Boys with Duchenne muscular dystrophy (DMD) experience a progressive loss of functional muscle mass, with fibrosis and lipid accumulation. Accurate evaluation of whole-body functional muscle mass (MM) in DMD patients has not previously been possible and the rate of synthesis of muscle proteins remains unexplored. We used non-invasive, stable isotope-based methods from plasma and urine to measure the fractional rate of muscle protein synthesis (FSR) functional muscle mass (MM), and fat free mass (FFM) in 10 DMD (6-17 years) and 9 age-matched healthy subjects. An oral dose of D3 creatine in 70% 2 H2 O was administered to determine MM and FFM followed by daily 70% 2 H2 O to measure protein FSR. Functional MM was profoundly reduced in DMD subjects compared to controls (17% vs. 41% of body weight, P < 0.0001), particularly in older, non-ambulant patients in whom functional MM was extraordinarily low (<13% body weight). We explored the urine proteome to measure FSR of skeletal muscle-derived proteins. Titin, myosin light chain and gelsolin FSRs were substantially lower in DMD subjects compared to controls (27%, 11% and 40% of control, respectively, P < 0.0001) and were strongly correlated. There were no differences in muscle-derived sarcoplasmic proteins FSRs (creatine kinase M-type and carbonic anhydrase-3) measured in plasma. These data demonstrate that both functional MM, body composition and muscle protein synthesis rates can be quantified non-invasively and are markedly different between DMD and control subjects and suggest that the rate of contractile but not sarcoplasmic protein synthesis is affected by a lack of dystrophin. KEY POINTS: Duchenne muscular dystrophy (DMD) results in a progressive loss of functional skeletal muscle but total body functional muscle mass or rates of muscle protein synthesis have not previously been assessed in these patients. D3 -creatine dilution was used to measure total functional muscle mass and oral 2 H2 O was used to examine the rates of muscle protein synthesis non-invasively in boys with DMD and healthy controls using urine samples. Muscle mass was profoundly lower in DMD compared to control subjects, particularly in older, non-ambulant patients. The rates of contractile protein synthesis but not sarcoplasmic proteins were substantially lower in DMD. These results may provide non-invasive biomarkers for disease progression and therapeutic efficacy in DMD and other neuromuscular diseases.

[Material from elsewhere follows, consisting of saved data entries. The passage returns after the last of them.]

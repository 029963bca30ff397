//! Application service — disconnect the workstation from its Control Center.
//!
//! Imports only from `crate::domain` and `crate::application::ports`.

use tracing::info;

use crate::application::ports::{DirectoryClient, LinkStore, ProgressReporter};
use crate::application::services::certificate::retrieve_certificate;
use crate::application::services::pipeline::{Halt, StepTracker};
use crate::application::services::validation::{check_credentials, check_workstation};
use crate::application::services::workflow::{
    Ports, WorkflowOptions, remove_best_effort, remove_checked, render, run_best_effort,
    run_checked,
};
use crate::domain::access::AccessData;
use crate::domain::chef::{ClientKeys, placeholder_client_vars, resolve_server_settings};
use crate::domain::config::KnifeObject;
use crate::domain::error::WorkflowError;
use crate::domain::step::{Direction, PipelineReport, Step};
use crate::domain::template::{CLIENT_CONFIG_TEMPLATE, KNIFE_CONFIG_TEMPLATE, TemplateJob};
use crate::domain::workstation::WorkstationData;

/// Unlinks this workstation and removes it from the Control Center.
///
/// The node name should come from the link record written by `connect`;
/// without one a fresh name is derived, which only matches the server's
/// node if the hardware has not changed.
pub async fn disconnect(
    ports: &impl Ports,
    opts: &WorkflowOptions<'_, impl ProgressReporter>,
    access: &AccessData,
    workstation: &WorkstationData,
) -> PipelineReport {
    let mut tracker = StepTracker::new(opts.reporter, Direction::Disconnect);
    let mut node_name = None;
    let result = run(ports, opts, &mut tracker, access, workstation, &mut node_name).await;
    if result.is_ok() {
        info!(node_name = node_name.as_deref(), "workstation disconnected");
    }
    tracker.finish(result, node_name)
}

async fn run<R: ProgressReporter>(
    ports: &impl Ports,
    opts: &WorkflowOptions<'_, R>,
    tracker: &mut StepTracker<'_, R>,
    access: &AccessData,
    workstation: &WorkstationData,
    node_name_out: &mut Option<String>,
) -> Result<(), Halt> {
    let config = opts.config;
    let paths = &config.paths;

    tracker.begin(Step::CheckCredentials);
    check_credentials(ports.directory(), access).await?;
    tracker.complete();

    tracker.begin(Step::CheckWorkstationData);
    let node_name = check_workstation(
        ports.directory(),
        ports.inventory(),
        access,
        workstation,
        Direction::Disconnect,
    )
    .await?;
    *node_name_out = Some(node_name.clone());
    tracker.complete();

    tracker.begin(Step::CertificateRetrieval);
    let autoconf = retrieve_certificate(
        ports.directory(),
        ports.prompt(),
        ports.files(),
        config,
        access,
    )
    .await?;
    tracker.complete();

    tracker.begin(Step::Link);
    let settings = resolve_server_settings(access, autoconf.as_ref())?;
    let modes = config.ownership.modes()?;
    render(
        ports.templates(),
        ports.files(),
        &TemplateJob {
            template: CLIENT_CONFIG_TEMPLATE,
            destination: paths.client_config.clone(),
            mode: modes.client_config,
            variables: placeholder_client_vars(&ClientKeys::from_paths(paths)),
        },
    )?;
    render(
        ports.templates(),
        ports.files(),
        &TemplateJob {
            template: KNIFE_CONFIG_TEMPLATE,
            destination: paths.knife_config.clone(),
            mode: modes.knife_config,
            variables: settings.knife_vars(&paths.validation_certificate.display().to_string()),
        },
    )?;
    remove_checked(ports.files(), &paths.control_file)?;
    remove_checked(ports.files(), &paths.client_identity)?;
    let delete_node =
        config
            .commands
            .knife_delete_command(KnifeObject::Node, &node_name, &paths.knife_config);
    run_checked(ports.runner(), &delete_node, None).await?;
    remove_checked(ports.files(), &paths.client_wrapper)?;
    let delete_client =
        config
            .commands
            .knife_delete_command(KnifeObject::Client, &node_name, &paths.knife_config);
    run_checked(ports.runner(), &delete_client, None).await?;
    run_best_effort(
        ports.runner(),
        tracker.reporter(),
        &config.commands.service_stop_command()?,
    )
    .await;
    tracker.complete();

    tracker.begin(Step::Register);
    unregister(ports.directory(), access, &node_name).await?;
    ports
        .links()
        .delete()
        .map_err(|e| WorkflowError::file(&paths.access_data, &e))?;
    tracker.complete();

    tracker.begin(Step::Clean);
    remove_best_effort(ports.files(), tracker.reporter(), &paths.validation_certificate);
    remove_best_effort(ports.files(), tracker.reporter(), &paths.knife_config);
    tracker.complete();
    Ok(())
}

async fn unregister(
    directory: &impl DirectoryClient,
    access: &AccessData,
    node_name: &str,
) -> Result<(), WorkflowError> {
    let removed = directory
        .unregister_computer(access, node_name)
        .await
        .map_err(|e| WorkflowError::remote("unregistering the computer", &e))?;
    if !removed {
        return Err(WorkflowError::RemoteCommunication(format!(
            "the server refused to unregister node '{node_name}'"
        )));
    }
    Ok(())
}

Keywords: creatine; creatine kinase M-type; creatinine; muscle protein synthesis; myosin light chain; skeletal muscle; titin.

© 2021 The Authors. The Journal of Physiology © 2021 The Physiological Society.

References

    1. Afkarian M, Bhasin M, Dillon ST, Guerrero MC, Nelson RG, Knowler WC, Thadhani R & Libermann TA (2010). Optimizing a proteomics platform for urine biomarker discovery. Mol Cell Proteomics 9, 2195-2204.
    1. Akima H, Lott D, Senesac C, Deol J, Germain S, Arpan I, Bendixen R, Lee SH, Walter G & Vandenborne K (2012). Relationships of thigh muscle contractile and non-contractile tissue with function, strength, and age in boys with Duchenne muscular dystrophy. Neuromuscul Disord 22, 16-25.
    1. Barnard AM, Willcocks RJ, Triplett WT, Forbes SC, Daniels MJ, Chakraborty S, Lott DJ, Senesac CR, Finanger EL, Harrington AT, Tennekoon G, Arora H, Wang DJ, Sweeney HL, Rooney WD, Walter GA & Vandenborne K (2020). MR biomarkers predict clinical function in Duchenne muscular dystrophy. Neurology 94, e897-e909.
    1. Boca SM, Nishida M, Harris M, Rao S, Cheema AK, Gill K, Seol H, Morgenroth LP, Henricson E, McDonald C, Mah JK, Clemens PR, Hoffman EP, Hathout Y & Madhavan S (2016). Discovery of metabolic biomarkers for duchenne muscular dystrophy within a natural history study. PLoS One 11, e0153461.
    1. Burch PM, Pogoryelova O, Goldstein R, Bennett D, Guglieri M, Straub V, Bushby K, Lochmuller H & Morris C (2015). Muscle-derived proteins as serum biomarkers for monitoring disease progression in three forms of muscular dystrophy. J Neuromuscul Dis 2, 241-255.
    1. Cawthon PM, Orwoll ES, Peters KE, Ensrud KE, Cauley JA, Kado DM, Stefanick ML, Shikany JM, Strotmeyer ES, Glynn NW, Caserotti P, Shankaran M, Hellerstein M, Cummings SR, Evans WJ & Osteoporotic Fractures in Men Study Research Group (2019). Strong relation between muscle mass determined by D3-creatine dilution, physical performance and incidence of falls and mobility limitations in a prospective cohort of older men. J Gerontol A Biol Sci Med Sci. 74, 844-852.
    1. Cegielski J, Wilkinson DJ, Brook MS, Boereboom C, Phillips BE, Gladman JFR, Smith K & Atherton PJ (2021). Combined in vivo muscle mass, muscle protein synthesis and muscle protein breakdown measurement: a ‘Combined Oral Stable Isotope Assessment of Muscle (COSIAM)’ approach. Geroscience (in press; DOI: 10.1007/s11357-021-00386-2).
    1. Chrzanowski SM, Baligand C, Willcocks RJ, Deol J, Schmalfuss I, Lott DJ, Daniels MJ, Senesac C, Walter GA & Vandenborne K (2017). Multi-slice MRI reveals heterogeneity in disease distribution along the length of muscle in Duchenne muscular dystrophy. Acta Myol 36, 151-162.
    1. Clark RV, Walker AC, O'Connor-Semmes RL, Leonard MS, Miller RR, Stimpson SA, Turner SM, Ravussin E, Cefalu WT, Hellerstein MK & Evans WJ (2014). Total body skeletal muscle mass: estimation by creatine (methyl-d3) dilution in humans. J Appl Physiol (1985) 116, 1605-1613.
    1. Decaris ML, Li KW, Emson CL, Gatmaitan M, Liu S, Wang Y, Nyangau E, Colangelo M, Angel TE, Beysen C, Cui J, Hernandez C, Lazaro L, Brenner DA, Turner SM, Hellerstein MK & Loomba R (2017). Identifying nonalcoholic fatty liver disease patients with active fibrosis by measuring extracellular matrix remodeling rates in tissue and blood. Hepatology 65, 78-88.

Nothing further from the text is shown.